* EXERCISE BRIEF *
Return exactly the line that contains "pub async fn replace_value(&self, token: &mut" and all lines beneath it in the entries, through the very last one.

-- Opening Marker --

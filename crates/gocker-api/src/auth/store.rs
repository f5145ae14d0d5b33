//! Issued-token lookup and revocation
//!
//! A thin adapter over [`TokenRepository`] that turns absent records into
//! `NotFound` errors. It carries no policy.

use gocker_core::{GockerError, NewToken, Result, Token, TokenKind, TokenRepository};
use std::sync::Arc;

#[derive(Clone)]
pub struct TokenStore {
    repo: Arc<dyn TokenRepository>,
}

impl TokenStore {
    pub fn new(repo: Arc<dyn TokenRepository>) -> Self {
        Self { repo }
    }

    pub async fn by_id(&self, id: i64) -> Result<Token> {
        self.repo
            .find_token_by_id(id)
            .await?
            .ok_or_else(not_found)
    }

    /// Exact match on the encoded value
    pub async fn by_value(&self, value: &str) -> Result<Token> {
        self.repo
            .find_token_by_value(value)
            .await?
            .ok_or_else(not_found)
    }

    /// Newest record of `kind` owned by the user
    pub async fn by_user_and_kind(&self, user_id: i64, kind: TokenKind) -> Result<Token> {
        self.repo
            .find_token_by_user_and_kind(user_id, kind)
            .await?
            .ok_or_else(not_found)
    }

    pub async fn create(&self, user_id: i64, kind: TokenKind, value: String) -> Result<Token> {
        self.repo
            .insert_token(NewToken {
                value,
                user_id,
                kind,
                access_id: None,
            })
            .await
    }

    /// Record a refresh token paired with the access record issued alongside it
    pub async fn create_refresh(&self, access: &Token, value: String) -> Result<Token> {
        self.repo
            .insert_token(NewToken {
                value,
                user_id: access.user_id,
                kind: TokenKind::Refresh,
                access_id: Some(access.id),
            })
            .await
    }

    /// Access record belonging to the same pair as `refresh`
    pub async fn paired_access(&self, refresh: &Token) -> Result<Token> {
        let id = refresh.access_id.ok_or_else(not_found)?;
        let access = self.by_id(id).await?;
        if access.kind != TokenKind::Access || access.user_id != refresh.user_id {
            return Err(not_found());
        }
        Ok(access)
    }

    /// Overwrite the value of an existing record, keeping its id
    pub async fn replace_value(&self, token: &mut Token, value: String) -> Result<()> {
        self.repo.update_token_value(token.id, &value).await?;
        token.value = value;
        Ok(())
    }

    pub async fn delete(&self, id: i64) -> Result<()> {
        self.repo.delete_token(id).await
    }

    /// Snapshot of every record the user currently owns
    pub async fn all_for_user(&self, user_id: i64) -> Result<Vec<Token>> {
        self.repo.tokens_for_user(user_id).await
    }
}

fn not_found() -> GockerError {
    GockerError::NotFound("Token".to_string())
}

-- Closing Marker --

* EXERCISE SOLUTION *
    pub async fn replace_value(&self, token: &mut Token, value: String) -> Result<()> {
        self.repo.update_token_value(token.id, &value).await?;
        token.value = value;
        Ok(())
    }

    pub async fn delete(&self, id: i64) -> Result<()> {
        self.repo.delete_token(id).await
    }

    /// Snapshot of every record the user currently owns
    pub async fn all_for_user(&self, user_id: i64) -> Result<Vec<Token>> {
        self.repo.tokens_for_user(user_id).await
    }
}

fn not_found() -> GockerError {
    GockerError::NotFound("Token".to_string())
}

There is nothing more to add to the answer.